9. In the present case, the earlier order considering all relevant aspects directed expulsion of respondent from profession which order could not be lightly modified while deciding a review petition. It is evident that the earlier Committee, on consideration of all relevant facts, came to the conclusion that the Advocate was not worthy of remaining in the profession. The age factor and the factor of number of years put in by the respondent were taken into consideration by the Committee when removal from the roll of the State Council was directed. It is evident that the Bar Council considered that a high standard of morality is required from lawyers more so from a person who has put in 50 years in profession.

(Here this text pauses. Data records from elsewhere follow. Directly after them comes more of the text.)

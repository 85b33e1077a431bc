// Copyright (c) 2024-2025 DashCache Contributors
// SPDX-License-Identifier: Apache-2.0
//
//! Two-tier response caching
//!
//! - Response tier: responses validated against a source-data fingerprint
//! - Startup tier: responses computed once per process
//!
//! Each tier guards its own map with a single lock. Fingerprints are computed
//! before a lock is taken; locks are held only to compare or insert.

pub mod cache_config;
pub mod cache_key;
pub mod cache_manager;
pub mod fingerprint;
pub mod response_cache;
pub mod startup_cache;

pub use cache_config::{CacheConfig, EndpointConfig, ResponseCacheConfig};
pub use cache_key::{canonical_json, stable_hash, CacheKey, ParamValue, RequestParams};
pub use cache_manager::{CacheManager, CacheManagerStats, Served, ServedFrom};
pub use fingerprint::{
    DatasetRule, DatasetSummary, FingerprintExtractor, FingerprintRegistry, FingerprintRule,
    SourceFingerprint,
};
pub use response_cache::{CacheEntry, CacheLookup, MissReason, ResponseCache, ResponseCacheStats};
pub use startup_cache::{
    annotate_startup_payload, StartupCache, StartupCacheStats, StartupEntry, STARTUP_CACHE_TYPE,
};

use std::sync::Arc;

/// Cached response body, shared between the cache and every reader
pub type Payload = Arc<serde_json::Value>;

One expects from such a person a very high standard of morality and unimpeachable sense of legal and ethical propriety. Since the Bar Councils under the Advocates Act have been entrusted with the duty of guarding the professional ethics, they have to be more sensitive to the potential disrepute on account of action of a few black sheeps which may shake the credibility of the profession and thereby put at stake other members of the bar. Considering these factors, Bar Council had inflicted in its earlier order the condign penalty. Under these circumstances, we have no hesitation in setting aside the impugned order dated 4th June, 2000 and restoring the original order of Bar Council of India dated 31st July, 1999.
10. The appeal is thus allowed in the above terms with costs quantified at Rs. 10,000/.